Изменить стиль страницы

Теперь, когда случается поставление в епископы, то все высшие иерархи Руси съезжаются в Кремль — любо это видеть Калите! И если какой важный вопрос церковной жизни решается, то делает это Москва одна, непосредственно в Константинополе, а Новгород, Тверь да Владимир должны просто принять это решение к исполнению, не то митрополит может заставить их под страхом отлучения признать зависимость от Москвы. Случись на Руси какие высокие гости из других европейских митрополий, то в Москве, и нигде больше, будут проходить пышные церковные торжества на зависть всем.

Недавно заимела Москва и первого своего русского святого: к лику избранников Божиих причислен был покойный митрополит Пётр. «Почти и ублажи угодника Божия песнопениями и священными славословиями и предай сие на будущие времена в хвалу и славу Богу, прославляющему прославляющих его», — написал в своём благословении патриарх Иоанн Калекас митрополиту Феогносту. Теперь пусть кичатся своими храмами Новгород и Псков, а свой небесный покровитель есть только у Москвы!

Но и храмы торопился ставить Калита. Вслед за Успенским встали через три года в Кремле освящённые Феогностом каменная церковь Иоанна Лествичника, церковь Поклонения честных Вериг. В год, как женил Семёна, заложил каменную церковь Архангела Михаила, которую задумал как усыпальницу для великих князей Руси: положил в неё первым брата Юрия, рядом поставил загодя для себя каменную раку.

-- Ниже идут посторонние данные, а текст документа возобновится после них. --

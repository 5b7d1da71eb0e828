//! Canonical element projection of a session state.
//!
//! Backends, projected documents, cross-validation and recovery all compare
//! states through this projection, so two copies agree on an element exactly
//! when their encoded values are byte-equal.

use std::collections::BTreeMap;

use chrono::{DateTime, SecondsFormat, Utc};
use serde::{Deserialize, Serialize};

use super::{
    CompilationStatus, DatabaseStatus, FileModification, Issue, NextAction, SessionState, Task,
};

/// Semantic element of a session state.
#[derive(Debug, Clone, Copy, PartialEq, Eq, Hash, PartialOrd, Ord, Serialize, Deserialize)]
#[serde(rename_all = "SCREAMING_SNAKE_CASE")]
pub enum ElementType {
    SessionId,
    Timestamp,
    Duration,
    Phase,
    Progress,
    Tasks,
    Environment,
    FileChanges,
    NextActions,
    KnownIssues,
}

impl ElementType {
    /// Every element, in canonical order.
    pub const ALL: [ElementType; 10] = [
        ElementType::SessionId,
        ElementType::Timestamp,
        ElementType::Duration,
        ElementType::Phase,
        ElementType::Progress,
        ElementType::Tasks,
        ElementType::Environment,
        ElementType::FileChanges,
        ElementType::NextActions,
        ElementType::KnownIssues,
    ];

    /// Convert to string representation.
    pub fn as_str(&self) -> &'static str {
        match self {
            ElementType::SessionId => "SESSION_ID",
            ElementType::Timestamp => "TIMESTAMP",
            ElementType::Duration => "DURATION",
            ElementType::Phase => "PHASE",
            ElementType::Progress => "PROGRESS",
            ElementType::Tasks => "TASKS",
            ElementType::Environment => "ENVIRONMENT",
            ElementType::FileChanges => "FILE_CHANGES",
            ElementType::NextActions => "NEXT_ACTIONS",
            ElementType::KnownIssues => "KNOWN_ISSUES",
        }
    }
}

impl std::fmt::Display for ElementType {
    fn fmt(&self, f: &mut std::fmt::Formatter<'_>) -> std::fmt::Result {
        write!(f, "{}", self.as_str())
    }
}

impl std::str::FromStr for ElementType {
    type Err = String;

    fn from_str(s: &str) -> Result<Self, Self::Err> {
        ElementType::ALL
            .into_iter()
            .find(|e| e.as_str().eq_ignore_ascii_case(s.trim()))
            .ok_or_else(|| format!("Unknown element type: {}", s))
    }
}

#[derive(Serialize, Deserialize)]
struct TasksElement {
    completed: Vec<Task>,
    in_progress: Vec<Task>,
}

#[derive(Serialize, Deserialize)]
struct EnvironmentElement {
    toolchain_version: String,
    build_tool_status: String,
    compilation_status: Option<CompilationStatus>,
    database_status: Option<DatabaseStatus>,
}

/// Encode a timestamp the way every projection does.
pub(crate) fn encode_timestamp(ts: &DateTime<Utc>) -> String {
    ts.to_rfc3339_opts(SecondsFormat::Micros, true)
}

/// Project a state onto its canonical elements.
///
/// An empty session id and a missing timestamp are omitted rather than
/// encoded, so they surface as gaps instead of bogus values.
pub fn project(state: &SessionState) -> BTreeMap<ElementType, String> {
    let mut elements = BTreeMap::new();

    if !state.session_id.trim().is_empty() {
        elements.insert(ElementType::SessionId, state.session_id.clone());
    }
    if let Some(ts) = &state.timestamp {
        elements.insert(ElementType::Timestamp, encode_timestamp(ts));
    }
    elements.insert(ElementType::Duration, state.duration_seconds.to_string());
    elements.insert(ElementType::Phase, state.last_completed_phase.clone());
    elements.insert(ElementType::Progress, state.progress_percentage.to_string());
    elements.insert(
        ElementType::Tasks,
        serde_json::to_string(&TasksElement {
            completed: state.completed_tasks.clone(),
            in_progress: state.in_progress_tasks.clone(),
        })
        .unwrap_or_default(),
    );
    elements.insert(
        ElementType::Environment,
        serde_json::to_string(&EnvironmentElement {
            toolchain_version: state.toolchain_version.clone(),
            build_tool_status: state.build_tool_status.clone(),
            compilation_status: state.compilation_status.clone(),
            database_status: state.database_status.clone(),
        })
        .unwrap_or_default(),
    );
    elements.insert(
        ElementType::FileChanges,
        serde_json::to_string(&state.files_modified).unwrap_or_default(),
    );
    elements.insert(
        ElementType::NextActions,
        serde_json::to_string(&state.next_actions).unwrap_or_default(),
    );
    elements.insert(
        ElementType::KnownIssues,
        serde_json::to_string(&state.known_issues).unwrap_or_default(),
    );

    elements
}

/// Rebuild a best-effort state from recovered elements.
///
/// Elements that are absent or fail to decode leave the corresponding
/// fields at their empty defaults.
pub fn rebuild(elements: &BTreeMap<ElementType, String>) -> SessionState {
    let mut state = SessionState::new(
        elements
            .get(&ElementType::SessionId)
            .cloned()
            .unwrap_or_default(),
    )
    .with_timestamp(None);

    for (element, value) in elements {
        match element {
            ElementType::SessionId => {}
            ElementType::Timestamp => {
                state.timestamp = DateTime::parse_from_rfc3339(value)
                    .ok()
                    .map(|dt| dt.with_timezone(&Utc));
            }
            ElementType::Duration => {
                state.duration_seconds = value.parse().unwrap_or_default();
            }
            ElementType::Phase => state.last_completed_phase = value.clone(),
            ElementType::Progress => {
                state.progress_percentage = value.parse().unwrap_or_default();
            }
            ElementType::Tasks => {
                if let Ok(tasks) = serde_json::from_str::<TasksElement>(value) {
                    state.completed_tasks = tasks.completed;
                    state.in_progress_tasks = tasks.in_progress;
                }
            }
            ElementType::Environment => {
                if let Ok(env) = serde_json::from_str::<EnvironmentElement>(value) {
                    state.toolchain_version = env.toolchain_version;
                    state.build_tool_status = env.build_tool_status;
                    state.compilation_status = env.compilation_status;
                    state.database_status = env.database_status;
                }
            }
            ElementType::FileChanges => {
                state.files_modified =
                    serde_json::from_str::<Vec<FileModification>>(value).unwrap_or_default();
            }
            ElementType::NextActions => {
                state.next_actions =
                    serde_json::from_str::<Vec<NextAction>>(value).unwrap_or_default();
            }
            ElementType::KnownIssues => {
                state.known_issues = serde_json::from_str::<Vec<Issue>>(value).unwrap_or_default();
            }
        }
    }

    state
}

impl SessionState {
    /// Canonical elements of this state. See [`project`].
    pub fn elements(&self) -> BTreeMap<ElementType, String> {
        project(self)
    }

    /// Best-effort state from recovered elements. See [`rebuild`].
    pub fn from_elements(elements: &BTreeMap<ElementType, String>) -> Self {
        rebuild(elements)
    }
}
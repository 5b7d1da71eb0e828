use thiserror::Error;

/// Application-level errors
#[derive(Debug, Error)]
pub enum AppError {
    #[error("Configuration error: {message}")]
    Config { message: String },

    #[error("Storage error: {0}")]
    Storage(#[from] StorageError),

    #[error("Recovery error: {0}")]
    Recovery(#[from] RecoveryError),

    #[error("Validation failed: {field} - {reason}")]
    Validation { field: String, reason: String },

    #[error("Internal error: {message}")]
    Internal { message: String },
}

/// Storage backend errors
#[derive(Debug, Error)]
pub enum StorageError {
    #[error("Backend connection failed: {message}")]
    Connection { message: String },

    #[error("Backend unavailable: {location}")]
    Unavailable { location: String },

    #[error("Backend {location} timed out after {timeout_ms}ms")]
    Timeout { location: String, timeout_ms: u64 },

    #[error("Query failed: {message}")]
    Query { message: String },

    #[error("Stored copy is corrupt at {location}: {message}")]
    Corrupt { location: String, message: String },

    #[error("Serialization failed: {0}")]
    Serialization(#[from] serde_json::Error),

    #[error("I/O error: {0}")]
    Io(#[from] std::io::Error),

    #[error("Migration failed: {message}")]
    Migration { message: String },

    #[error("SQLx error: {0}")]
    Sqlx(#[from] sqlx::Error),
}

impl StorageError {
    /// Whether this error means the backend could not be reached at all.
    ///
    /// Unreachable backends count as partial failures during a redundant
    /// write; every other error is a rejection by a reachable backend.
    pub fn is_unreachable(&self) -> bool {
        match self {
            StorageError::Connection { .. }
            | StorageError::Unavailable { .. }
            | StorageError::Timeout { .. }
            | StorageError::Io(_) => true,
            StorageError::Sqlx(e) => matches!(
                e,
                sqlx::Error::PoolTimedOut | sqlx::Error::PoolClosed | sqlx::Error::Io(_)
            ),
            _ => false,
        }
    }
}

/// Context recovery errors.
///
/// Recovery gaps are never errors; only caller mistakes end up here.
#[derive(Debug, Error)]
pub enum RecoveryError {
    #[error("Session id must not be empty")]
    EmptySessionId,
}

/// Result type alias for application errors
pub type AppResult<T> = Result<T, AppError>;

/// Result type alias for storage operations
pub type StorageResult<T> = Result<T, StorageError>;

/// Result type alias for recovery operations
pub type RecoveryResult<T> = Result<T, RecoveryError>;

Приезжали князья из других городов, косились на новые постройки, понимающе прятали ухмылки в бороды: мол, знаем, откуда денежки берутся... Иные не просто ухмылялись — доносы хану посылали: мол, утаивает Калита дань для себя. Случалось, по лезвию кривой татарской сабли проходил Иван Данилович, но миловал Бог, да и собственная смекалка выручала. С жалобщиками, буди уличёнными они, круто, даже жестоко обходился, оттого новые клеветы злоречные распускались про него, но он-то про себя знал: хороший человек худым всегда облыгается.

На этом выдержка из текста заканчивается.